Exercise goal: Send every record back word for word.

(Entries taken from a collection)
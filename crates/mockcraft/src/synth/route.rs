//! Route patterns derived from endpoint paths.
//!
//! An endpoint path is kept verbatim in the endpoint set, but a server can
//! only route on the path part. The query string and fragment are dropped,
//! a leading `/` is ensured, and any segment containing a `${...}` template
//! placeholder becomes a single-segment parameter.

use std::collections::HashSet;
use std::fmt;

#[derive(Debug, Clone, PartialEq, Eq)]
enum Segment {
    Literal(String),
    Param(String),
}

/// A routable path: literal segments and named single-segment parameters.
#[derive(Debug, Clone, PartialEq, Eq)]
pub struct RoutePattern {
    segments: Vec<Segment>,
}

impl RoutePattern {
    pub fn parse(path: &str) -> Self {
        let path = path.split(['?', '#']).next().unwrap_or("");
        let mut used: HashSet<String> = HashSet::new();

        let segments = path
            .split('/')
            .filter(|s| !s.is_empty())
            .map(|segment| match placeholder_name(segment) {
                Some(base) => {
                    let mut name = base.clone();
                    let mut n = 2;
                    while !used.insert(name.clone()) {
                        name = format!("{base}{n}");
                        n += 1;
                    }
                    Segment::Param(name)
                }
                None => Segment::Literal(segment.to_string()),
            })
            .collect();

        Self { segments }
    }

    /// Express-style path: `/users/:id`.
    pub fn to_express(&self) -> String {
        self.to_string()
    }

    pub fn has_params(&self) -> bool {
        self.segments.iter().any(|s| matches!(s, Segment::Param(_)))
    }

    /// Whether a request path (without query) matches. A trailing slash is ignored.
    pub fn matches(&self, request_path: &str) -> bool {
        let request_path = request_path.split('?').next().unwrap_or("");
        let parts: Vec<&str> = request_path.split('/').filter(|s| !s.is_empty()).collect();
        parts.len() == self.segments.len()
            && self
                .segments
                .iter()
                .zip(parts)
                .all(|(segment, part)| match segment {
                    Segment::Literal(lit) => lit == part,
                    Segment::Param(_) => !part.is_empty(),
                })
    }
}

impl fmt::Display for RoutePattern {
    fn fmt(&self, f: &mut fmt::Formatter<'_>) -> fmt::Result {
        if self.segments.is_empty() {
            return f.write_str("/");
        }
        for segment in &self.segments {
            match segment {
                Segment::Literal(lit) => write!(f, "/{lit}")?,
                Segment::Param(name) => write!(f, "/:{name}")?,
            }
        }
        Ok(())
    }
}

/// Parameter name for a segment containing `${expr}`: the last identifier in
/// the first placeholder, or `param`.
fn placeholder_name(segment: &str) -> Option<String> {
    let start = segment.find("${")?;
    let inner = &segment[start + 2..];
    let inner = inner.split('}').next().unwrap_or("");

    let name: String = inner
        .rsplit(|c: char| !(c.is_ascii_alphanumeric() || c == '_'))
        .find(|part| !part.is_empty() && !part.starts_with(|c: char| c.is_ascii_digit()))
        .unwrap_or("param")
        .to_string();
    Some(name)
}

#[cfg(test)]
mod tests {
    use super::*;

    #[test]
    fn test_plain_path() {
        let p = RoutePattern::parse("/api/users");
        assert_eq!(p.to_express(), "/api/users");
        assert!(!p.has_params());
        assert!(p.matches("/api/users"));
        assert!(p.matches("/api/users/"));
        assert!(!p.matches("/api/users/1"));
    }

    #[test]
    fn test_query_is_dropped() {
        let p = RoutePattern::parse("/a/b?x=1");
        assert_eq!(p.to_express(), "/a/b");
        assert!(p.matches("/a/b?x=2"));
    }

    #[test]
    fn test_root_and_relative() {
        assert_eq!(RoutePattern::parse("").to_express(), "/");
        assert_eq!(RoutePattern::parse("/?expires=1d").to_express(), "/");
        assert_eq!(RoutePattern::parse("api/users").to_express(), "/api/users");
    }

    #[test]
    fn test_placeholders_become_params() {
        let p = RoutePattern::parse("/api/users/${user.id}/posts/${encodeURIComponent(slug)}");
        assert_eq!(p.to_express(), "/api/users/:id/posts/:slug");
        assert!(p.has_params());
        assert!(p.matches("/api/users/42/posts/hello"));
        assert!(!p.matches("/api/users/42/posts"));
    }

    #[test]
    fn test_duplicate_param_names_are_numbered() {
        let p = RoutePattern::parse("/${id}/${id}/${}");
        assert_eq!(p.to_express(), "/:id/:id2/:param");
    }
}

Reply:
filename crates/mockcraft/src/synth/route.rs
//! Route patterns derived from endpoint paths.
//!
//! An endpoint path is kept verbatim in the endpoint set, but a server can
//! only route on the path part. The query string and fragment are dropped,
//! a leading `/` is ensured, and any segment containing a `${...}` template
//! placeholder becomes a single-segment parameter.

use std::collections::HashSet;
use std::fmt;

#[derive(Debug, Clone, PartialEq, Eq)]
enum Segment {
    Literal(String),
    Param(String),
}

/// A routable path: literal segments and named single-segment parameters.
#[derive(Debug, Clone, PartialEq, Eq)]
pub struct RoutePattern {
    segments: Vec<Segment>,
}

impl RoutePattern {
    pub fn parse(path: &str) -> Self {
        let path = path.split(['?', '#']).next().unwrap_or("");
        let mut used: HashSet<String> = HashSet::new();

        let segments = path
            .split('/')
            .filter(|s| !s.is_empty())
            .map(|segment| match placeholder_name(segment) {
                Some(base) => {
                    let mut name = base.clone();
                    let mut n = 2;
                    while !used.insert(name.clone()) {
                        name = format!("{base}{n}");
                        n += 1;
                    }
                    Segment::Param(name)
                }
                None => Segment::Literal(segment.to_string()),
            })
            .collect();

        Self { segments }
    }

    /// Express-style path: `/users/:id`.
    pub fn to_express(&self) -> String {
        self.to_string()
    }

    pub fn has_params(&self) -> bool {
        self.segments.iter().any(|s| matches!(s, Segment::Param(_)))
    }

    /// Whether a request path (without query) matches. A trailing slash is ignored.
    pub fn matches(&self, request_path: &str) -> bool {
        let request_path = request_path.split('?').next().unwrap_or("");
        let parts: Vec<&str> = request_path.split('/').filter(|s| !s.is_empty()).collect();
        parts.len() == self.segments.len()
            && self
                .segments
                .iter()
                .zip(parts)
                .all(|(segment, part)| match segment {
                    Segment::Literal(lit) => lit == part,
                    Segment::Param(_) => !part.is_empty(),
                })
    }
}

impl fmt::Display for RoutePattern {
    fn fmt(&self, f: &mut fmt::Formatter<'_>) -> fmt::Result {
        if self.segments.is_empty() {
            return f.write_str("/");
        }
        for segment in &self.segments {
            match segment {
                Segment::Literal(lit) => write!(f, "/{lit}")?,
                Segment::Param(name) => write!(f, "/:{name}")?,
            }
        }
        Ok(())
    }
}

/// Parameter name for a segment containing `${expr}`: the last identifier in
/// the first placeholder, or `param`.
fn placeholder_name(segment: &str) -> Option<String> {
    let start = segment.find("${")?;
    let inner = &segment[start + 2..];
    let inner = inner.split('}').next().unwrap_or("");

    let name: String = inner
        .rsplit(|c: char| !(c.is_ascii_alphanumeric() || c == '_'))
        .find(|part| !part.is_empty() && !part.starts_with(|c: char| c.is_ascii_digit()))
        .unwrap_or("param")
        .to_string();
    Some(name)
}

#[cfg(test)]
mod tests {
    use super::*;

    #[test]
    fn test_plain_path() {
        let p = RoutePattern::parse("/api/users");
        assert_eq!(p.to_express(), "/api/users");
        assert!(!p.has_params());
        assert!(p.matches("/api/users"));
        assert!(p.matches("/api/users/"));
        assert!(!p.matches("/api/users/1"));
    }

    #[test]
    fn test_query_is_dropped() {
        let p = RoutePattern::parse("/a/b?x=1");
        assert_eq!(p.to_express(), "/a/b");
        assert!(p.matches("/a/b?x=2"));
    }

    #[test]
    fn test_root_and_relative() {
        assert_eq!(RoutePattern::parse("").to_express(), "/");
        assert_eq!(RoutePattern::parse("/?expires=1d").to_express(), "/");
        assert_eq!(RoutePattern::parse("api/users").to_express(), "/api/users");
    }

    #[test]
    fn test_placeholders_become_params() {
        let p = RoutePattern::parse("/api/users/${user.id}/posts/${encodeURIComponent(slug)}");
        assert_eq!(p.to_express(), "/api/users/:id/posts/:slug");
        assert!(p.has_params());
        assert!(p.matches("/api/users/42/posts/hello"));
        assert!(!p.matches("/api/users/42/posts"));
    }

    #[test]
    fn test_duplicate_param_names_are_numbered() {
        let p = RoutePattern::parse("/${id}/${id}/${}");
        assert_eq!(p.to_express(), "/:id/:id2/:param");
    }
}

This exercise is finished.